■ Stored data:
• • • • •

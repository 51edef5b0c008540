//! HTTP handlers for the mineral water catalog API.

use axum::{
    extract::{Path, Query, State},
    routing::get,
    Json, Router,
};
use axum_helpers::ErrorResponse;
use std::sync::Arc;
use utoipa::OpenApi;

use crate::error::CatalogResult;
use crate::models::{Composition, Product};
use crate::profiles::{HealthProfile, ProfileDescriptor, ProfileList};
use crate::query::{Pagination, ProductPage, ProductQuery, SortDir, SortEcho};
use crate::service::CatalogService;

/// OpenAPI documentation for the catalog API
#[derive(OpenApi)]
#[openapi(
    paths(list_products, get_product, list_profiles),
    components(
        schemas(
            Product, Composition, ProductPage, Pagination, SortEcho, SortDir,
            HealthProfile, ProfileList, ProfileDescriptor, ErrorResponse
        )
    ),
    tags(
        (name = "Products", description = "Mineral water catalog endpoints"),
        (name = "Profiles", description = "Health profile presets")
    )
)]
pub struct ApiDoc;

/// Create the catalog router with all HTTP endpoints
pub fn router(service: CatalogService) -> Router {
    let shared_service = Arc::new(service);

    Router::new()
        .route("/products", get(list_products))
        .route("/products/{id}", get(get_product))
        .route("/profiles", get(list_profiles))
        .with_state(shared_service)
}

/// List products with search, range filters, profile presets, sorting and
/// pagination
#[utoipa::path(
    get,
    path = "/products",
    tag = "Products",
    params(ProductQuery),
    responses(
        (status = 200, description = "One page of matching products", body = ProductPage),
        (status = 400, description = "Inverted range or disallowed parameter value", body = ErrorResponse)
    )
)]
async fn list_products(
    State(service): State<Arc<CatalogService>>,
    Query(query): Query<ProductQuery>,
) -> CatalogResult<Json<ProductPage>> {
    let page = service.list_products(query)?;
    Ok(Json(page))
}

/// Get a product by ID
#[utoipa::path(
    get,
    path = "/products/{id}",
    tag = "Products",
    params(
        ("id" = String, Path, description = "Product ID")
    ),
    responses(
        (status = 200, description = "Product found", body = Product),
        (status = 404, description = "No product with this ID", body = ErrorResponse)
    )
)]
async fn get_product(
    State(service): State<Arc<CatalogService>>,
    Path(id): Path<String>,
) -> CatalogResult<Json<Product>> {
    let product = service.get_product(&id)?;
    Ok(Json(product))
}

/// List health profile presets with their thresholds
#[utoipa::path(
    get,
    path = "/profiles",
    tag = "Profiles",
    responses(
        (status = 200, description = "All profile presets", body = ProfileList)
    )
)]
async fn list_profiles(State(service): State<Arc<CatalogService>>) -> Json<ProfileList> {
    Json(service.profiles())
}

• • • • •

■ WORK TO COMPLETE:
Report every line of the data in which "ProfileList" appears.

■ ANSWER SECTION:
use crate::profiles::{HealthProfile, ProfileDescriptor, ProfileList};
            HealthProfile, ProfileList, ProfileDescriptor, ErrorResponse
        (status = 200, description = "All profile presets", body = ProfileList)
async fn list_profiles(State(service): State<Arc<CatalogService>>) -> Json<ProfileList> {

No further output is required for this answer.